AUDIENCE: Historians, any other scholars who work with primary texts (e.g., English, Comparative Literature, Religious Studies, Languages, American Culture, etc.)
WHAT: Research using primary sources entails research visits or remotely contacting multiple repositories and special collections to collect materials about a person, activity, or subject. Now, many archives and special collections scan photographs or documents and deliver these to researchers electronically. However, researchers have no good means of managing these images or ones they have downloaded from existing online projects, such as American Memory. In particular, there is no software available to help integrate the primary sources with secondary sources, personal or research group notes, transcriptions, or other applications, such as GIS etc. to facilitate the interpretation process.
HOW: For example, if I am interested in a specific Civil War battle, I may collect hundreds of diary entries, documents, and letters about the event from participants, their family members, and government archives. I need to manage these scanned images on my server and integrate this with secondary sources (citations and perhaps even the full books out of copyright that are freely available). I also want to map the materials using GIS software, where was the soldier on the battlefield, where was he from (community/city/state) and can I integrate census data about the socio-economic status of the locality, many of the diary entries are difficult to read so my research groups has transcribed portions and I want to view these side by side with the original. All this data manipulation is really needed before I can really begin any interpretation. In short, I need to establish a context for my subject and that involves triangulating information from multiple places in order to gain new insights and generate new knowledge. The big X here is amassing, organizing, and preparing these data; the Y would be the actual analysis.

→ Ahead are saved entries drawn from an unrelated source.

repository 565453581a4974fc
//! Command line flags for the threshold screener.

use super::{parse_value, ConfigError};
use crate::signals::screener::DEFAULT_CHANGE_THRESHOLD;

pub const DEFAULT_PER_PAGE: u32 = 10;
/// Largest page CoinGecko serves for `/coins/markets`.
pub const MAX_PER_PAGE: u32 = 250;

pub const USAGE: &str = "\
Simple crypto screener using the CoinGecko API

Usage: screener [--per-page <N>] [--threshold <PCT>]

Options:
  --per-page <N>      Number of coins to fetch, 1 to 250 [default: 10]
  --threshold <PCT>   24h percentage change threshold [default: 5.0]
  -h, --help          Print this help";

#[derive(Debug, Clone, PartialEq)]
pub enum CliCommand {
    Run(ScreenerArgs),
    Help,
}

#[derive(Debug, Clone, PartialEq)]
pub struct ScreenerArgs {
    pub per_page: u32,
    pub threshold: f64,
}

impl Default for ScreenerArgs {
    fn default() -> Self {
        Self {
            per_page: DEFAULT_PER_PAGE,
            threshold: DEFAULT_CHANGE_THRESHOLD,
        }
    }
}

impl ScreenerArgs {
    /// Parse flags, excluding the program name.
    ///
    /// Accepts both `--flag value` and `--flag=value`.
    pub fn parse_from<I, S>(args: I) -> Result<CliCommand, ConfigError>
    where
        I: IntoIterator<Item = S>,
        S: Into<String>,
    {
        let mut parsed = Self::default();
        let mut args = args.into_iter().map(Into::<String>::into);

        while let Some(arg) = args.next() {
            if arg == "-h" || arg == "--help" {
                return Ok(CliCommand::Help);
            }

            let (flag, inline_value) = match arg.split_once('=') {
                Some((flag, value)) => (flag.to_string(), Some(value.to_string())),
                None => (arg.clone(), None),
            };

            match flag.as_str() {
                "--per-page" | "--threshold" => {
                    let value = match inline_value {
                        Some(value) => value,
                        None => args
                            .next()
                            .ok_or_else(|| ConfigError::MissingValue(flag.clone()))?,
                    };
                    if flag == "--per-page" {
                        parsed.per_page = parse_value(&flag, &value)?;
                        if !is_valid_per_page(parsed.per_page) {
                            return Err(ConfigError::InvalidValue {
                                key: flag,
                                value,
                                reason: format!("must be between 1 and {}", MAX_PER_PAGE),
                            });
                        }
                    } else {
                        parsed.threshold = parse_value(&flag, &value)?;
                    }
                }
                _ => return Err(ConfigError::UnknownArgument(arg)),
            }
        }

        Ok(CliCommand::Run(parsed))
    }
}

pub fn is_valid_per_page(per_page: u32) -> bool {
    (1..=MAX_PER_PAGE).contains(&per_page)
}
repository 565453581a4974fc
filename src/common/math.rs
//! Small numeric primitives used by the indicator calculations.

/// True range of a bar given the previous close.
///
/// Greatest of `high - low`, `|high - prev_close|` and `|low - prev_close|`.
pub fn true_range(high: f64, low: f64, prev_close: f64) -> f64 {
    (high - low)
        .max((high - prev_close).abs())
        .max((low - prev_close).abs())
}

/// Midpoint of a high/low pair.
pub fn hl2(high: f64, low: f64) -> f64 {
    (high + low) / 2.0
}
use reqwest::StatusCode;
use thiserror::Error;

/// Failures raised while talking to a market data API.
#[derive(Debug, Error)]
pub enum ProviderError {
    #[error("failed to build HTTP client: {0}")]
    Client(#[source] reqwest::Error),

    #[error("{provider} request failed: {source}")]
    Transport {
        provider: &'static str,
        #[source]
        source: reqwest::Error,
    },

    #[error("{provider} returned HTTP {status}")]
    Status {
        provider: &'static str,
        status: StatusCode,
    },

    #[error("{provider} returned an unexpected payload: {reason}")]
    Malformed {
        provider: &'static str,
        reason: String,
    },
}

impl ProviderError {
    pub fn malformed(provider: &'static str, reason: impl Into<String>) -> Self {
        Self::Malformed {
            provider,
            reason: reason.into(),
        }
    }

    pub fn is_malformed(&self) -> bool {
        matches!(self, Self::Malformed { .. })
    }
}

HELPS: There are currently no standard applications out there so different scholars use personalized and idiosyncratic solutions that are not sharable – and this complicates subsequent re-use or sharing (and definitely collaboration). There are currently discrete applications that enable some types of management: Zotero, Treepad, Transana, Google maps, A.nnotate; but they only do pieces of this puzzle. The multiple application approach also means that one must do multiple searches to get information and there is no interoperability for data exchange. Lots of duplicative data entry to maintain consistency across these data.
NEED: The technology I have in mind would not only be able to integrate information in different formats from different sources (with metadata) but also be able to search across the different types of information and help make new connections.

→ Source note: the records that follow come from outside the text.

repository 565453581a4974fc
//! Time-bounded response cache owned by the providers.

use std::collections::HashMap;
use std::future::Future;
use std::time::Duration;

use tokio::sync::RwLock;
use tokio::time::Instant;
use tracing::debug;

#[derive(Debug, Clone)]
struct CacheEntry<V> {
    value: V,
    inserted_at: Instant,
}

/// Key/value cache where entries expire `ttl` after insertion.
///
/// Keys encode the request parameters. A zero `ttl` disables caching.
#[derive(Debug)]
pub struct ResponseCache<V> {
    ttl: Duration,
    entries: RwLock<HashMap<String, CacheEntry<V>>>,
}

impl<V> ResponseCache<V>
where
    V: Clone + Send + Sync,
{
    pub fn new(ttl: Duration) -> Self {
        Self {
            ttl,
            entries: RwLock::new(HashMap::new()),
        }
    }

    pub fn ttl(&self) -> Duration {
        self.ttl
    }

    /// Cached value for `key` if it has not expired yet.
    pub async fn get(&self, key: &str) -> Option<V> {
        let entries = self.entries.read().await;
        entries
            .get(key)
            .filter(|entry| entry.inserted_at.elapsed() < self.ttl)
            .map(|entry| entry.value.clone())
    }

    /// Store `value` under `key` and drop every expired entry.
    pub async fn insert(&self, key: impl Into<String>, value: V) {
        if self.ttl.is_zero() {
            return;
        }
        let ttl = self.ttl;
        let mut entries = self.entries.write().await;
        entries.retain(|_, entry| entry.inserted_at.elapsed() < ttl);
        entries.insert(
            key.into(),
            CacheEntry {
                value,
                inserted_at: Instant::now(),
            },
        );
    }

    /// Return the cached value or run `fetch` and cache its success.
    ///
    /// Errors are returned as-is and never cached.
    pub async fn get_or_try_insert_with<F, Fut, E>(&self, key: &str, fetch: F) -> Result<V, E>
    where
        F: FnOnce() -> Fut,
        Fut: Future<Output = Result<V, E>>,
    {
        if let Some(value) = self.get(key).await {
            debug!(key, "Response cache hit");
            return Ok(value);
        }

        debug!(key, "Response cache miss");
        let value = fetch().await?;
        self.insert(key, value.clone()).await;
        Ok(value)
    }

    /// Drop one entry. Returns whether it was present.
    pub async fn invalidate(&self, key: &str) -> bool {
        self.entries.write().await.remove(key).is_some()
    }

    pub async fn clear(&self) {
        self.entries.write().await.clear();
    }

    /// Number of stored entries. Expired ones are dropped on the next insert.
    pub async fn len(&self) -> usize {
        self.entries.read().await.len()
    }

    pub async fn is_empty(&self) -> bool {
        self.len().await == 0
    }
}
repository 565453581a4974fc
//! Volatility indicators: ATR

pub mod atr;

pub use atr::*;
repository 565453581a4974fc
//! Shared data models passed between providers, indicators and display.

pub mod indicators;
pub mod market;

pub use indicators::{BandRecord, TREND_DOWN, TREND_UP};
pub use market::{PriceRecord, Snapshot};
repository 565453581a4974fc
use serde::{Deserialize, Serialize};

use super::market::PriceRecord;

pub const TREND_UP: i32 = 1;
pub const TREND_DOWN: i32 = -1;

/// A [`PriceRecord`] annotated with synthetic OHLC, ATR and Supertrend state.
///
/// `atr`, `upper_band` and `lower_band` stay `None` during the ATR warm-up.
/// `signal` is the trend delta versus the previous row: `0`, `2` or `-2`.
#[derive(Debug, Clone, PartialEq, Serialize, Deserialize)]
pub struct BandRecord {
    #[serde(flatten)]
    pub record: PriceRecord,
    pub high: f64,
    pub low: f64,
    pub close: f64,
    pub true_range: Option<f64>,
    pub atr: Option<f64>,
    pub upper_band: Option<f64>,
    pub lower_band: Option<f64>,
    pub trend: i32,
    pub signal: i32,
}

impl BandRecord {
    pub fn identifier(&self) -> &str {
        self.record.identifier()
    }

    pub fn price(&self) -> f64 {
        self.record.price
    }

    pub fn is_uptrend(&self) -> bool {
        self.trend == TREND_UP
    }

    pub fn is_flip(&self) -> bool {
        self.signal != 0
    }

    /// The active Supertrend line: lower band in an uptrend, upper otherwise.
    pub fn supertrend_value(&self) -> Option<f64> {
        if self.is_uptrend() {
            self.lower_band
        } else {
            self.upper_band
        }
    }
}
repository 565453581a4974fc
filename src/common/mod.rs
//! Numeric helpers shared by the indicators.

pub mod math;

PLAYERS: Creating and maintaining this resource would require a variety of institutional players. Librarians, archivists, and curators would be data providers, so they would have to provide interoperable data in digital formats. There is a large programming role here for computer scientists to integrate existing tools (e.g., Zotero, A.nnotate), and academic technologists would have to support this program." (SN-0018 Plutarch - Portal for Learning and UndersTanding ARCHival sources)

"It is indeed very difficult to use for performing art digital content cataloguing the traditional library identification and classification models, since vastly different interrelated types of media are present in performing arts works - video, audio, images, drawings, blueprints, texts, music scores, lyrics, 3D models, etc. Thus, there is a pressing needs to define an integrated specific metadata model and standard for performing art digital content and works. Moreover, oftentimes Performing Arts archives were born as simple repositories of recordings without effective links to digital content (this is especially true of company archives). Performing art digital content is in the 90% of case comprised of unique copies of content since each experience is unique and rarely replicated in other locations. The integration of them in a unique European Digital Library would be of great value for the valorisation of the European Culture and will be a great service for all the Performing Arts institutions. This lack of a systematic cataloguing is another reason why both users and participating institutions would greatly benefit from improved interoperability and organisation - in the form of a common metadata standard and of easy search and access." (SN-0032 E-PALS- European Performing Arts Library Association, Raffaella Santucci, 1/7/09)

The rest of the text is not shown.